* _MATERIAL TO PROCESS_
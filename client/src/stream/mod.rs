// Resilient push-channel client: one live connection, one pending reconnect at most.
// Invariants: a new connection always aborts the previous reader and cancels the retry timer.

use std::sync::Arc;
use std::time::Duration;

use tokio::sync::mpsc;
use tokio::task::JoinHandle;
use tracing::{debug, info, trace, warn};

use timing_core::backoff::{ConnectionState, ConnectionStatus, ReconnectDecision, ReconnectPolicy};
use timing_core::model::StreamEvent;

use crate::scheduler::ScheduledTask;

mod channel;
pub use channel::{run_connection, ByteStream, EventChannel, HttpEventChannel, StreamSignal};

#[derive(Clone, Copy, Debug, PartialEq, Eq)]
pub enum StreamUpdate {
    Opened,
    Event(StreamEvent),
    RetryScheduled { attempt: u32, delay_ms: u64 },
    Exhausted { attempts: u32 },
}

#[derive(Debug)]
struct ActiveConnection {
    id: u64,
    handle: JoinHandle<()>,
}

pub struct StreamClient<C> {
    channel: Arc<C>,
    connection: ConnectionState,
    active: Option<ActiveConnection>,
    reconnect: ScheduledTask,
    signal_tx: mpsc::Sender<StreamSignal>,
    next_conn_id: u64,
}

impl<C: EventChannel> StreamClient<C> {
    pub fn new(channel: Arc<C>, policy: ReconnectPolicy, signal_tx: mpsc::Sender<StreamSignal>) -> Self {
        Self {
            channel,
            connection: ConnectionState::new(policy),
            active: None,
            reconnect: ScheduledTask::new(),
            signal_tx,
            next_conn_id: 0,
        }
    }

    pub fn status(&self) -> ConnectionStatus {
        self.connection.status()
    }

    pub fn reconnect_attempts(&self) -> u32 {
        self.connection.reconnect_attempts()
    }

    pub fn reconnect_pending(&self) -> bool {
        self.reconnect.is_pending()
    }

    pub fn connect(&mut self) {
        self.reconnect.cancel();
        self.abort_active();
        self.next_conn_id += 1;
        let id = self.next_conn_id;
        self.connection.connecting();
        debug!(conn = id, attempt = self.connection.reconnect_attempts(), "opening event stream");
        let handle = tokio::spawn(run_connection(id, self.channel.clone(), self.signal_tx.clone()));
        self.active = Some(ActiveConnection { id, handle });
    }

    /// Explicit user reconnect, also the only way out of `Exhausted`.
    pub fn reconnect_now(&mut self) {
        self.connection.clear_attempts();
        self.connect();
    }

    /// Returns true when focus triggered an early reconnect.
    pub fn focus_regained(&mut self) -> bool {
        if self.connection.status() != ConnectionStatus::Closed {
            return false;
        }
        info!("focus regained with stream closed, reconnecting");
        self.connect();
        true
    }

    /// Completes when the pending backoff elapses. Caller follows with `connect`.
    pub async fn reconnect_due(&mut self) {
        self.reconnect.fired().await
    }

    pub fn handle_signal(&mut self, signal: StreamSignal) -> Option<StreamUpdate> {
        let current = self.active.as_ref().map(|active| active.id);
        match signal {
            StreamSignal::Opened { conn } if Some(conn) == current => {
                self.connection.opened();
                info!(conn, "event stream open");
                Some(StreamUpdate::Opened)
            }
            StreamSignal::Event { conn, event } if Some(conn) == current => {
                if event == StreamEvent::KeepAlive {
                    trace!(conn, "keep-alive");
                    return None;
                }
                Some(StreamUpdate::Event(event))
            }
            StreamSignal::Closed { conn, reason } if Some(conn) == current => {
                self.active = None;
                warn!(conn, reason = %reason, "event stream closed");
                match self.connection.failed() {
                    ReconnectDecision::Retry { attempt, delay_ms } => {
                        self.reconnect.schedule(Duration::from_millis(delay_ms));
                        info!(attempt, delay_ms, "reconnect scheduled");
                        Some(StreamUpdate::RetryScheduled { attempt, delay_ms })
                    }
                    ReconnectDecision::GiveUp { attempts } => {
                        warn!(attempts, "reconnect attempts exhausted");
                        Some(StreamUpdate::Exhausted { attempts })
                    }
                }
            }
            stale => {
                debug!(?stale, "signal from superseded connection");
                None
            }
        }
    }

    pub fn shutdown(&mut self) {
        self.reconnect.cancel();
        self.abort_active();
    }

    fn abort_active(&mut self) {
        if let Some(active) = self.active.take() {
            active.handle.abort();
        }
    }
}

impl<C> Drop for StreamClient<C> {
    fn drop(&mut self) {
        if let Some(active) = self.active.take() {
            active.handle.abort();
        }
    }
}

* _EXERCISE PROMPT_
Word for word, repeat the data from its first line through the line with "pub enum StreamUpdate", including both of those lines and no others.

* _ANSWER TO THIS PROBLEM_
filename client/src/stream/mod.rs
// Resilient push-channel client: one live connection, one pending reconnect at most.
// Invariants: a new connection always aborts the previous reader and cancels the retry timer.

use std::sync::Arc;
use std::time::Duration;

use tokio::sync::mpsc;
use tokio::task::JoinHandle;
use tracing::{debug, info, trace, warn};

use timing_core::backoff::{ConnectionState, ConnectionStatus, ReconnectDecision, ReconnectPolicy};
use timing_core::model::StreamEvent;

use crate::scheduler::ScheduledTask;

mod channel;
pub use channel::{run_connection, ByteStream, EventChannel, HttpEventChannel, StreamSignal};

#[derive(Clone, Copy, Debug, PartialEq, Eq)]
pub enum StreamUpdate {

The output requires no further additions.